Duty to make reasonable adjustments – reduced hours
Duty to make reasonable adjustments – reduced hours
The EAT has held that an employer did not breach its duty to make reasonable adjustments when it agreed to a disabled employee working reduced hours for 13 weeks without expressly stating that it would review the period of reduced working hours and extend it if necessary.
Mr Higgins (claimant) was employed as an administrative officer at the JobCentre Plus (JP) in Liverpool. JP is an executive agency for which the Secretary of State for Works and Pensions (respondent) is responsible. The claimant was a long serving employee, having commenced work in 1979. In June 2009, he began a long period of absence by reason of a heart condition. In August 2010, the claimant presented a GP ‘fit note’ which stated that he may benefit from a phased return to work on altered hours for three months. Following consultation, JP informed the claimant that a ‘Part-Time Attendance on Medical Grounds’ (PTAMG) plan had been set up for his return to work over 13 weeks. In the letter setting out this plan, JP stated that the claimant would be expected to build up gradually to his normal hours by the end of this period and that, if he did not feel able to meet this target, he should discuss a change in his contractual terms with his manager. The claimant told his manager he was unwilling to return to work unless the PTAMG plan was extended. The claimant was then dismissed. His appeal against dismissal failed. The claimant presented an ET1 claiming that JP had failed to make reasonable adjustments under section 20(3) of the Equality Act 2010.

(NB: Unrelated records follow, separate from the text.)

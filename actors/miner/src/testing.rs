// Copyright 2019-2022 ChainSafe Systems
// SPDX-License-Identifier: Apache-2.0, MIT

use std::collections::BTreeMap;

use fil_miner_runtime::runtime::Policy;
use fil_miner_runtime::{Array, MessageAccumulator};
use fvm_ipld_bitfield::BitField;
use fvm_ipld_blockstore::Blockstore;
use fvm_ipld_encoding::CborStore;
use fvm_shared::econ::TokenAmount;
use fvm_shared::sector::{SectorNumber, SectorSize};
use num_traits::Zero;

use crate::{
    power_for_sectors, Deadline, Partition, PowerPair, SectorOnChainInfo,
    SectorPreCommitOnChainInfo, State,
};

/// Where each sector lives, and the power totals across all deadlines.
#[derive(Default)]
pub struct StateSummary {
    pub sector_locations: BTreeMap<SectorNumber, (u64, u64)>,
    pub live_power: PowerPair,
    pub active_power: PowerPair,
    pub faulty_power: PowerPair,
}

/// Checks internal invariants of miner state.
pub fn check_state_invariants<BS: Blockstore>(
    policy: &Policy,
    state: &State,
    store: &BS,
    balance: &TokenAmount,
) -> (StateSummary, MessageAccumulator) {
    let acc = MessageAccumulator::default();
    let mut summary = StateSummary::default();

    check_balances(state, balance, &acc);

    let info = match state.get_info(store) {
        Ok(info) => info,
        Err(e) => {
            acc.add(&format!("error loading miner info: {}", e));
            return (summary, acc);
        }
    };

    let allocated: BitField = match store.get_cbor(&state.allocated_sectors) {
        Ok(Some(bf)) => bf,
        _ => {
            acc.add("error loading allocated sector numbers");
            BitField::new()
        }
    };

    let mut all_sectors = BTreeMap::<SectorNumber, SectorOnChainInfo>::new();
    match Array::<_, SectorOnChainInfo>::load(store, &state.sectors, "sectors") {
        Ok(sectors) => {
            let ret = sectors.for_each(|sector_number, sector| {
                acc.require(
                    sector_number == sector.sector_number,
                    &format!("sector {} stored under key {}", sector.sector_number, sector_number),
                );
                acc.require(
                    allocated.get(sector_number),
                    &format!("sector {} not marked allocated", sector_number),
                );
                all_sectors.insert(sector_number, sector.clone());
                Ok(())
            });
            acc.require_no_error(ret, "error iterating sectors");
        }
        Err(e) => acc.add(&format!("error loading sectors: {}", e)),
    }

    check_pre_commits(state, store, &allocated, &all_sectors, &acc);

    let mut live_pledge = TokenAmount::zero();
    match state.load_deadlines(store) {
        Ok(deadlines) => {
            let ret = deadlines.for_each(store, |deadline_idx, deadline| {
                let acc = acc.with_prefix(&format!("deadline {}: ", deadline_idx));
                check_deadline(
                    policy,
                    store,
                    deadline_idx,
                    &deadline,
                    info.sector_size,
                    &all_sectors,
                    &mut summary,
                    &mut live_pledge,
                    &acc,
                );
                Ok(())
            });
            acc.require_no_error(ret, "error iterating deadlines");
        }
        Err(e) => acc.add(&format!("error loading deadlines: {}", e)),
    }

    acc.require(
        live_pledge == state.initial_pledge,
        &format!(
            "initial pledge {} does not match the sum {} over live sectors",
            state.initial_pledge, live_pledge
        ),
    );

    (summary, acc)
}

fn check_balances(state: &State, balance: &TokenAmount, acc: &MessageAccumulator) {
    acc.require(
        !state.pre_commit_deposits.is_negative(),
        &format!("pre-commit deposit is negative: {}", state.pre_commit_deposits),
    );
    acc.require(
        !state.initial_pledge.is_negative(),
        &format!("initial pledge is negative: {}", state.initial_pledge),
    );
    acc.require(
        !state.fee_debt.is_negative(),
        &format!("fee debt is negative: {}", state.fee_debt),
    );

    let locked = &state.pre_commit_deposits + &state.initial_pledge;
    acc.require(
        balance >= &locked,
        &format!("balance {} below deposits and pledge {}", balance, locked),
    );
}

fn check_pre_commits<BS: Blockstore>(
    state: &State,
    store: &BS,
    allocated: &BitField,
    sectors: &BTreeMap<SectorNumber, SectorOnChainInfo>,
    acc: &MessageAccumulator,
) {
    let precommits = match Array::<_, SectorPreCommitOnChainInfo>::load(
        store,
        &state.pre_committed_sectors,
        "precommits",
    ) {
        Ok(precommits) => precommits,
        Err(e) => {
            acc.add(&format!("error loading pre-committed sectors: {}", e));
            return;
        }
    };

    let mut deposits = TokenAmount::zero();
    let ret = precommits.for_each(|sector_number, precommit| {
        acc.require(
            sector_number == precommit.info.sector_number,
            &format!(
                "pre-commit {} stored under key {}",
                precommit.info.sector_number, sector_number
            ),
        );
        acc.require(
            allocated.get(sector_number),
            &format!("pre-committed sector {} not marked allocated", sector_number),
        );
        acc.require(
            !sectors.contains_key(&sector_number),
            &format!("sector {} both pre-committed and proven", sector_number),
        );
        deposits += &precommit.pre_commit_deposit;
        Ok(())
    });
    acc.require_no_error(ret, "error iterating pre-committed sectors");

    acc.require(
        deposits == state.pre_commit_deposits,
        &format!(
            "pre-commit deposits {} do not match the sum {} over pre-commits",
            state.pre_commit_deposits, deposits
        ),
    );
}

#[allow(clippy::too_many_arguments)]
fn check_deadline<BS: Blockstore>(
    policy: &Policy,
    store: &BS,
    deadline_idx: u64,
    deadline: &Deadline,
    sector_size: SectorSize,
    all_sectors: &BTreeMap<SectorNumber, SectorOnChainInfo>,
    summary: &mut StateSummary,
    live_pledge: &mut TokenAmount,
    acc: &MessageAccumulator,
) {
    let partitions = match deadline.partitions_amt(store) {
        Ok(partitions) => partitions,
        Err(e) => {
            acc.add(&format!("error loading partitions: {}", e));
            return;
        }
    };

    acc.require(
        partitions.count() <= policy.max_partitions_per_deadline,
        &format!(
            "{} partitions exceed the limit {}",
            partitions.count(),
            policy.max_partitions_per_deadline
        ),
    );
    for posted in deadline.partitions_posted.iter() {
        acc.require(
            posted < partitions.count(),
            &format!("posted partition {} does not exist", posted),
        );
    }

    let mut live_sectors = 0;
    let mut total_sectors = 0;
    let mut faulty_power = PowerPair::zero();

    let ret = partitions.for_each(|partition_idx, partition| {
        let acc = acc.with_prefix(&format!("partition {}: ", partition_idx));
        let sectors = check_partition(partition, sector_size, all_sectors, &acc);

        for sector in &sectors {
            if let Some(prev) =
                summary.sector_locations.insert(sector.sector_number, (deadline_idx, partition_idx))
            {
                acc.add(&format!(
                    "sector {} also assigned to deadline {} partition {}",
                    sector.sector_number, prev.0, prev.1
                ));
            }
            *live_pledge += &sector.initial_pledge;
        }

        live_sectors += partition.live_sectors().len();
        total_sectors += partition.sectors.len();
        faulty_power += &partition.faulty_power;

        summary.live_power += &partition.live_power;
        summary.active_power += &partition.active_power();
        summary.faulty_power += &partition.faulty_power;
        Ok(())
    });
    acc.require_no_error(ret, "error iterating partitions");

    acc.require(
        live_sectors == deadline.live_sectors,
        &format!("live sectors {} recorded as {}", live_sectors, deadline.live_sectors),
    );
    acc.require(
        total_sectors == deadline.total_sectors,
        &format!("total sectors {} recorded as {}", total_sectors, deadline.total_sectors),
    );
    acc.require(
        faulty_power == deadline.faulty_power,
        &format!("faulty power {:?} recorded as {:?}", faulty_power, deadline.faulty_power),
    );
}

/// Checks the partition's sector sets and power, returning the infos of its live sectors.
fn check_partition(
    partition: &Partition,
    sector_size: SectorSize,
    all_sectors: &BTreeMap<SectorNumber, SectorOnChainInfo>,
    acc: &MessageAccumulator,
) -> Vec<SectorOnChainInfo> {
    let live = partition.live_sectors();

    acc.require(partition.sectors.contains_all(&partition.terminated), "terminated not in sectors");
    acc.require(live.contains_all(&partition.faults), "faults not live");
    acc.require(live.contains_all(&partition.unproven), "unproven not live");
    acc.require(partition.faults.contains_all(&partition.recoveries), "recoveries not faulty");
    acc.require(
        !partition.faults.contains_any(&partition.unproven),
        "sectors both faulty and unproven",
    );

    let infos_of = |bf: &BitField| -> Vec<SectorOnChainInfo> {
        bf.iter()
            .filter_map(|n| {
                let info = all_sectors.get(&n).cloned();
                acc.require(info.is_some(), &format!("sector {} missing from sectors", n));
                info
            })
            .collect()
    };

    let live_infos = infos_of(&live);
    let power_of = |bf: &BitField| -> PowerPair {
        let infos: Vec<_> = live_infos.iter().filter(|s| bf.get(s.sector_number)).cloned().collect();
        power_for_sectors(sector_size, &infos)
    };

    acc.require(
        power_for_sectors(sector_size, &live_infos) == partition.live_power,
        &format!("live power does not match live sectors, recorded {:?}", partition.live_power),
    );
    acc.require(
        power_of(&partition.unproven) == partition.unproven_power,
        &format!("unproven power mismatch, recorded {:?}", partition.unproven_power),
    );
    acc.require(
        power_of(&partition.faults) == partition.faulty_power,
        &format!("faulty power mismatch, recorded {:?}", partition.faulty_power),
    );
    acc.require(
        power_of(&partition.recoveries) == partition.recovering_power,
        &format!("recovering power mismatch, recorded {:?}", partition.recovering_power),
    );

    live_infos
}

#[cfg(test)]
mod tests {
    use super::*;

    #[test]
    fn balance_below_locked_funds_is_reported() {
        let acc = MessageAccumulator::default();
        let state = State {
            info: cid::Cid::default(),
            pre_commit_deposits: TokenAmount::from_atto(10),
            initial_pledge: TokenAmount::from_atto(5),
            fee_debt: TokenAmount::zero(),
            pre_committed_sectors: cid::Cid::default(),
            pre_committed_sectors_cleanup: cid::Cid::default(),
            allocated_sectors: cid::Cid::default(),
            sectors: cid::Cid::default(),
            proving_period_start: 0,
            current_deadline: 0,
            deadlines: cid::Cid::default(),
            deadline_cron_active: false,
        };
        check_balances(&state, &TokenAmount::from_atto(15), &acc);
        acc.assert_empty();
        check_balances(&state, &TokenAmount::from_atto(14), &acc);
        acc.assert_expected(&["below deposits and pledge"]);
    }
}
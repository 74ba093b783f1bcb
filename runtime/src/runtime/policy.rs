// Copyright 2019-2022 ChainSafe Systems
// SPDX-License-Identifier: Apache-2.0, MIT

use fvm_shared::clock::ChainEpoch;
use fvm_shared::sector::{RegisteredPoStProof, RegisteredSealProof};

pub trait RuntimePolicy {
    fn policy(&self) -> &Policy;
}

/// Network parameters governing the miner's proving schedule and sector lifecycle.
#[derive(Clone, Debug, PartialEq, Eq)]
pub struct Policy {
    /// Maximum number of control addresses a miner may register.
    pub max_control_addresses: usize,
    /// Maximum length of a peer ID.
    pub max_peer_id_length: usize,
    /// Maximum total size of the encoded multiaddrs.
    pub max_multiaddr_data: usize,

    /// The period over which a miner's active sectors are expected to be proven via WindowPoSt.
    pub wpost_proving_period: ChainEpoch,
    /// The duration of a deadline's challenge window, the period before a deadline when the
    /// challenge is available.
    pub wpost_challenge_window: ChainEpoch,
    /// The number of non-overlapping PoSt deadlines in each proving period.
    pub wpost_period_deadlines: u64,
    /// The maximum distance back that a valid Window PoSt must commit to the current chain.
    pub wpost_max_chain_commit_age: ChainEpoch,
    /// WPoStDisputeWindow is the period after a challenge window ends during which
    /// PoSts submitted during that period may be disputed.
    pub wpost_dispute_window: ChainEpoch,
    /// Lookback from the deadline's challenge window opening from which to sample chain randomness
    /// for the challenge seed.
    pub wpost_challenge_lookback: ChainEpoch,

    /// The maximum number of partitions that can be loaded in a single invocation.
    pub addressed_partitions_max: u64,
    /// Maximum number of unique "declarations" in batch operations.
    pub declarations_max: u64,
    /// The maximum number of sector infos that can be loaded in a single invocation.
    pub addressed_sectors_max: u64,
    /// The maximum number of partitions that may exist in a single deadline.
    pub max_partitions_per_deadline: u64,

    /// Minimum period between fault declaration and the next deadline opening.
    pub fault_declaration_cutoff: ChainEpoch,
    /// The maximum age of a fault before the sector is terminated.
    pub fault_max_age: ChainEpoch,

    /// Number of epochs between publishing the precommit and when the challenge for interactive
    /// PoRep is drawn.
    pub pre_commit_challenge_delay: ChainEpoch,
    /// Maximum number of epochs before the current epoch that the seal randomness may be drawn.
    pub max_pre_commit_randomness_lookback: ChainEpoch,
    /// Minimum number of epochs past the current epoch a sector may be set to expire.
    pub min_sector_expiration: ChainEpoch,
    /// Maximum number of epochs past the current epoch a sector may be set to expire.
    pub max_sector_expiration_extension: ChainEpoch,
    /// Epochs after a pre-commit's proving deadline lapses before its deposit is burnt.
    pub expired_pre_commit_clean_up_delay: ChainEpoch,
    /// Ratio of sector size to maximum deals per sector.
    pub deal_limit_denominator: u64,

    /// Maximum number of pre-commits in a single batch.
    pub pre_commit_sector_batch_max_size: usize,
    /// Bounds on the number of sectors confirmed by one aggregate proof.
    pub min_aggregated_sectors: u64,
    pub max_aggregated_sectors: u64,
    /// Maximum size in bytes of an aggregated seal proof.
    pub max_aggregated_proof_size: usize,

    /// Epochs after which chain state is final with overwhelming probability.
    pub chain_finality: ChainEpoch,

    /// Allowed post proof types for new miners
    pub valid_post_proof_type: ProofSet,
    /// Allowed pre commit proof types for new miners
    pub valid_pre_commit_proof_type: ProofSet,
}

impl Default for Policy {
    fn default() -> Policy {
        Policy {
            max_control_addresses: policy_constants::MAX_CONTROL_ADDRESSES,
            max_peer_id_length: policy_constants::MAX_PEER_ID_LENGTH,
            max_multiaddr_data: policy_constants::MAX_MULTIADDR_DATA,
            wpost_proving_period: policy_constants::WPOST_PROVING_PERIOD,
            wpost_challenge_window: policy_constants::WPOST_CHALLENGE_WINDOW,
            wpost_period_deadlines: policy_constants::WPOST_PERIOD_DEADLINES,
            wpost_max_chain_commit_age: policy_constants::WPOST_MAX_CHAIN_COMMIT_AGE,
            wpost_dispute_window: policy_constants::WPOST_DISPUTE_WINDOW,
            wpost_challenge_lookback: policy_constants::WPOST_CHALLENGE_LOOKBACK,
            addressed_partitions_max: policy_constants::ADDRESSED_PARTITIONS_MAX,
            declarations_max: policy_constants::DECLARATIONS_MAX,
            addressed_sectors_max: policy_constants::ADDRESSED_SECTORS_MAX,
            max_partitions_per_deadline: policy_constants::MAX_PARTITIONS_PER_DEADLINE,
            fault_declaration_cutoff: policy_constants::FAULT_DECLARATION_CUTOFF,
            fault_max_age: policy_constants::FAULT_MAX_AGE,
            pre_commit_challenge_delay: policy_constants::PRE_COMMIT_CHALLENGE_DELAY,
            max_pre_commit_randomness_lookback:
                policy_constants::MAX_PRE_COMMIT_RANDOMNESS_LOOKBACK,
            min_sector_expiration: policy_constants::MIN_SECTOR_EXPIRATION,
            max_sector_expiration_extension: policy_constants::MAX_SECTOR_EXPIRATION_EXTENSION,
            expired_pre_commit_clean_up_delay:
                policy_constants::EXPIRED_PRE_COMMIT_CLEAN_UP_DELAY,
            deal_limit_denominator: policy_constants::DEAL_LIMIT_DENOMINATOR,
            pre_commit_sector_batch_max_size: policy_constants::PRE_COMMIT_SECTOR_BATCH_MAX_SIZE,
            min_aggregated_sectors: policy_constants::MIN_AGGREGATED_SECTORS,
            max_aggregated_sectors: policy_constants::MAX_AGGREGATED_SECTORS,
            max_aggregated_proof_size: policy_constants::MAX_AGGREGATED_PROOF_SIZE,
            chain_finality: policy_constants::CHAIN_FINALITY,
            valid_post_proof_type: ProofSet::default_post_proofs(),
            valid_pre_commit_proof_type: ProofSet::default_precommit_seal_proofs(),
        }
    }
}

pub mod policy_constants {
    use fvm_shared::clock::ChainEpoch;

    use crate::network::{EPOCHS_IN_DAY, EPOCH_DURATION_SECONDS};

    pub const MAX_CONTROL_ADDRESSES: usize = 10;

    pub const MAX_PEER_ID_LENGTH: usize = 128;

    pub const MAX_MULTIADDR_DATA: usize = 1024;

    /// 24 hours
    pub const WPOST_PROVING_PERIOD: ChainEpoch = EPOCHS_IN_DAY;

    /// 30 minutes (48 per day)
    pub const WPOST_CHALLENGE_WINDOW: ChainEpoch = 30 * 60 / EPOCH_DURATION_SECONDS;

    pub const WPOST_PERIOD_DEADLINES: u64 = 48;

    pub const WPOST_MAX_CHAIN_COMMIT_AGE: ChainEpoch = WPOST_CHALLENGE_WINDOW;

    pub const WPOST_DISPUTE_WINDOW: ChainEpoch = 2 * CHAIN_FINALITY;

    pub const WPOST_CHALLENGE_LOOKBACK: ChainEpoch = 20;

    pub const ADDRESSED_PARTITIONS_MAX: u64 = 25;

    pub const DECLARATIONS_MAX: u64 = 3000;

    pub const ADDRESSED_SECTORS_MAX: u64 = 25_000;

    pub const MAX_PARTITIONS_PER_DEADLINE: u64 = 3000;

    pub const FAULT_DECLARATION_CUTOFF: ChainEpoch = WPOST_CHALLENGE_LOOKBACK + 50;

    /// 42 days
    pub const FAULT_MAX_AGE: ChainEpoch = WPOST_PROVING_PERIOD * 42;

    pub const PRE_COMMIT_CHALLENGE_DELAY: ChainEpoch = 150;

    pub const MAX_PRE_COMMIT_RANDOMNESS_LOOKBACK: ChainEpoch = EPOCHS_IN_DAY + CHAIN_FINALITY;

    pub const MIN_SECTOR_EXPIRATION: ChainEpoch = 180 * EPOCHS_IN_DAY;

    pub const MAX_SECTOR_EXPIRATION_EXTENSION: ChainEpoch = 540 * EPOCHS_IN_DAY;

    pub const EXPIRED_PRE_COMMIT_CLEAN_UP_DELAY: ChainEpoch = 1;

    pub const DEAL_LIMIT_DENOMINATOR: u64 = 134217728;

    pub const PRE_COMMIT_SECTOR_BATCH_MAX_SIZE: usize = 256;

    pub const MIN_AGGREGATED_SECTORS: u64 = 4;

    pub const MAX_AGGREGATED_SECTORS: u64 = 819;

    pub const MAX_AGGREGATED_PROOF_SIZE: usize = 81960;

    pub const CHAIN_FINALITY: ChainEpoch = 900;
}

/// A set of proof types, indexed by their numeric registration value.
#[derive(Default, Clone, Debug, PartialEq, Eq)]
pub struct ProofSet(Vec<bool>);

impl ProofSet {
    /// Window PoSt proof types accepted for new miners.
    pub fn default_post_proofs() -> Self {
        let mut set = ProofSet::default();
        set.insert(RegisteredPoStProof::StackedDRGWindow32GiBV1);
        set.insert(RegisteredPoStProof::StackedDRGWindow64GiBV1);
        set
    }

    /// Seal proof types accepted for new pre-commitments.
    pub fn default_precommit_seal_proofs() -> Self {
        let mut set = ProofSet::default();
        set.insert(RegisteredSealProof::StackedDRG32GiBV1P1);
        set.insert(RegisteredSealProof::StackedDRG64GiBV1P1);
        set
    }

    /// Checks if the requested proof type exists in the set
    pub fn contains<P: Into<i64>>(&self, proof: P) -> bool {
        let index: i64 = proof.into();
        if index < 0 {
            return false;
        }
        self.0.get(index as usize).copied().unwrap_or(false)
    }

    /// Adds the proof type to the set
    pub fn insert<P: Into<i64>>(&mut self, proof: P) {
        let index: i64 = proof.into();
        if index < 0 {
            return;
        }
        let index = index as usize;
        if self.0.len() <= index {
            self.0.resize(index + 1, false);
        }
        self.0[index] = true;
    }
}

The ET upheld the claim. It held that it would have been reasonable for JP to specify a return to work over a 13-week period, subject to reviews, but the offer appeared expressly to reject the possibility of reviewing the 13 weeks to allow a further period before returning to normal working hours was not reasonable. As JP did not adjust its offer before the claimant was dismissed, the ET considered that it followed that it had breached the duty to make reasonable adjustments. JP appealed.
The EAT (HHJ Richardson presiding) allowed the appeal against the ET’s finding that JP was under a duty to make an adjustment. The ET had failed to properly identify the relevant ‘provision, criterion or practice’ (PCP) that placed the claimant at a substantial disadvantage. It had referred to the PCP as being the requirement to work, when it should have been the requirement to work contractual hours. The ET had failed to address in its reasoning what substantial disadvantage to the claimant an extension of the 13 weeks would have been effective in preventing, or how far it would have prevented it.
The PTAMG plan allowed the claimant 13 weeks of working reduced hours on the basis of what he had suggested. The ET appeared to have thought that, merely because the letter contained no provision for review, it was reasonable for the claimant not to have started working the hours he said he was fit to do and that it was essential for JP to say, at the beginning of the 13-week period, that it would review and extend the period if necessary thereafter. However, it was not self-evident that this was a step that it was reasonable for the employer to have to take.
The EAT noted that employers will often be presented with ‘fit notes’ which last a certain length of time and which request consideration of reduced hours during that time. If the employer grants the reduced hours which the employee says he is capable of working, the EAT did not see why it will generally also be necessary for the employer to give some explicit guarantee of future review. If, at the end of the period, the employee continues to be under a substantial disadvantage, the duty to make an adjustment will still be applicable and can be judged in the circumstances at that time.
Secretary of State for Work and Pensions (Jobcentre Plus) v Higgins UKEAT/0579/12
This seems a sensible outcome. The fit note the claimant had provided stated that he would be fit for work on a phased return with altered hours limited to three months and the respondent had accepted this. The case is a helpful reminder about the law of reasonable adjustments and the need to identify the substantial disadvantage which the adjustment was to avoid and the extent to which the adjustment would be effective to avoid the disadvantage.